The diagram shows two freely moving particles in a container. Both particles have the same mass. The positions of the particles shown are the highest points above the base of the container that the particles reach. Neither particle has any horizontal motion. What is the ratio of the kinetic energy of the higher particle to that of the lower particle when both particles are at the base of the container?

Okay, so in this question, we can first of all see that we’ve got a container containing two particles. We’ll call these particle one and particle two. We’ve been told that these particles are freely moving. So nothing is restricting their motion in any way. Additionally, we’ve been told that both particles have the same mass. Now, the position shown, the positions of the particles one and two in this diagram are the highest points above the base of the container that the particles reach. So practical one reaches the height of ℎ one as its highest point above the base of the container. And particle two reaches a maximum height ℎ two.

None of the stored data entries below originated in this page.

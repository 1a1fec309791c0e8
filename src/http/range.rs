//! HTTP Range request parsing module
//!
//! Single `bytes` ranges only, per RFC 9110 §14. Multi-range and other units
//! are ignored and the full representation is served.

use std::ops::RangeInclusive;

/// Outcome of evaluating a `Range` header against a body length
#[derive(Debug, Clone, PartialEq, Eq)]
pub enum ByteRange {
    /// No usable Range header: send everything
    Full,
    /// Inclusive byte span to send with 206
    Partial(RangeInclusive<usize>),
    /// Range lies outside the body: answer 416
    Unsatisfiable,
}

/// Evaluate a `Range` header value
///
/// Supported formats:
/// - `bytes=start-end` - Specific range
/// - `bytes=start-` - From start to end
/// - `bytes=-suffix` - Last suffix bytes
///
/// # Examples
/// ```
/// use hyper_render::http::range::{parse_range, ByteRange};
/// assert_eq!(parse_range(Some("bytes=0-99"), 1000), ByteRange::Partial(0..=99));
/// assert_eq!(parse_range(None, 1000), ByteRange::Full);
/// ```
pub fn parse_range(header: Option<&str>, len: usize) -> ByteRange {
    let Some(spec) = header.and_then(|h| h.trim().strip_prefix("bytes=")) else {
        return ByteRange::Full;
    };
    if spec.contains(',') {
        return ByteRange::Full;
    }
    let Some((first, last)) = spec.split_once('-') else {
        return ByteRange::Full;
    };
    let (first, last) = (first.trim(), last.trim());

    if first.is_empty() {
        return suffix_range(last, len);
    }

    let Ok(start) = first.parse::<usize>() else {
        return ByteRange::Full;
    };
    if start >= len {
        return ByteRange::Unsatisfiable;
    }

    let end = if last.is_empty() {
        len - 1
    } else {
        match last.parse::<usize>() {
            Ok(e) => e.min(len - 1),
            Err(_) => return ByteRange::Full,
        }
    };

    if start > end {
        ByteRange::Unsatisfiable
    } else {
        ByteRange::Partial(start..=end)
    }
}

/// `bytes=-N`: the last N bytes, the whole body when N exceeds it
fn suffix_range(count: &str, len: usize) -> ByteRange {
    let Ok(count) = count.parse::<usize>() else {
        return ByteRange::Full;
    };
    if count == 0 || len == 0 {
        return ByteRange::Unsatisfiable;
    }
    ByteRange::Partial(len.saturating_sub(count)..=len - 1)
}
//! Template engine module
//!
//! Two flavours share one type: a plain text engine and an HTML engine that
//! auto-escapes every interpolated value. A template source starting with
//! `tmpl://` names a registered template instead of being parsed inline.

use std::path::Path;

use minijinja::{path_loader, AutoEscape, Environment, Error};
use serde::Serialize;

use super::funcs;

/// Prefix addressing a registered template, e.g. `tmpl://users.html`
pub const NAMED_TEMPLATE_PREFIX: &str = "tmpl://";

#[derive(Debug)]
pub struct TemplateEngine {
    env: Environment<'static>,
}

impl TemplateEngine {
    /// Engine for `text/plain` output, no escaping
    pub fn text() -> Self {
        Self::with_escape(AutoEscape::None)
    }

    /// Engine for `text/html` output, values are HTML-escaped
    pub fn html() -> Self {
        Self::with_escape(AutoEscape::Html)
    }

    fn with_escape(escape: AutoEscape) -> Self {
        let mut env = Environment::new();
        env.set_auto_escape_callback(move |_| escape.clone());
        funcs::register(&mut env);
        Self { env }
    }

    /// Register a named template, addressable as `tmpl://<name>`
    pub fn add_template(
        &mut self,
        name: impl Into<String>,
        source: impl Into<String>,
    ) -> Result<(), Error> {
        self.env.add_template_owned(name.into(), source.into())
    }

    /// Resolve named templates not registered explicitly from files under `dir`
    pub fn load_dir(&mut self, dir: impl AsRef<Path>) {
        self.env.set_loader(path_loader(dir));
    }

    /// Direct access for registering extra functions, filters or globals
    pub fn environment_mut(&mut self) -> &mut Environment<'static> {
        &mut self.env
    }

    /// Render `source` against `value`
    pub fn render<T: Serialize + ?Sized>(&self, source: &str, value: &T) -> Result<String, Error> {
        match source.strip_prefix(NAMED_TEMPLATE_PREFIX) {
            Some(name) => self.env.get_template(name)?.render(value),
            None => self.env.render_str(source, value),
        }
    }
}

But then, if these heights ℎ one and ℎ two are the maximum heights of particle one and particle two, respectively. Then from this we can gather that the velocity of particle one and particle two in the vertical direction at these points must be zero. So what do we mean by this? Well, let’s consider particle one first of all. At the point where it’s at a height of ℎ one, the particle cannot be moving in an upward direction. Because otherwise that wouldn’t be the maximum height of particle one. It would continue to move upwards to a higher point. And similarly, it could not be moving in a downward direction with any velocity. Because otherwise it means that it would’ve had a velocity of zero at some higher point. And it’s now falling downward.

Therefore, if ℎ one is the highest point of particle one, then the upward or downward velocity must be zero. Granted the velocity of the object will increase in the downward direction due to the pull of gravity. But specifically at height ℎ one, at the maximum height, the velocity of the object is zero. And the same is true for particle two.

Now, as well as this, we’ve been told that neither particle has any horizontal motion Therefore, both particles will only ever move up or down. And the importance of this is that at height ℎ one for particle one, the velocity of particle one is zero. Not just in the up and down direction but in any direction. At height ℎ one, particle one is stationery. And similarly for particle two, at height ℎ two, that particle is stationary.

But then, if at those heights these particles are stationary. Then that means that neither of these particles has any kinetic energy at these points. The reason we can say this is because we can recall that kinetic energy is defined as half multiplied by the mass of an object multiplied by the velocity of the object squared. And at point ℎ one, we’ve said that the velocity of particle one is zero. And, hence, the kinetic energy of particle one at height ℎ one is also zero. This means that at its maximum height, the only kind of energy particle one has is gravitational potential energy.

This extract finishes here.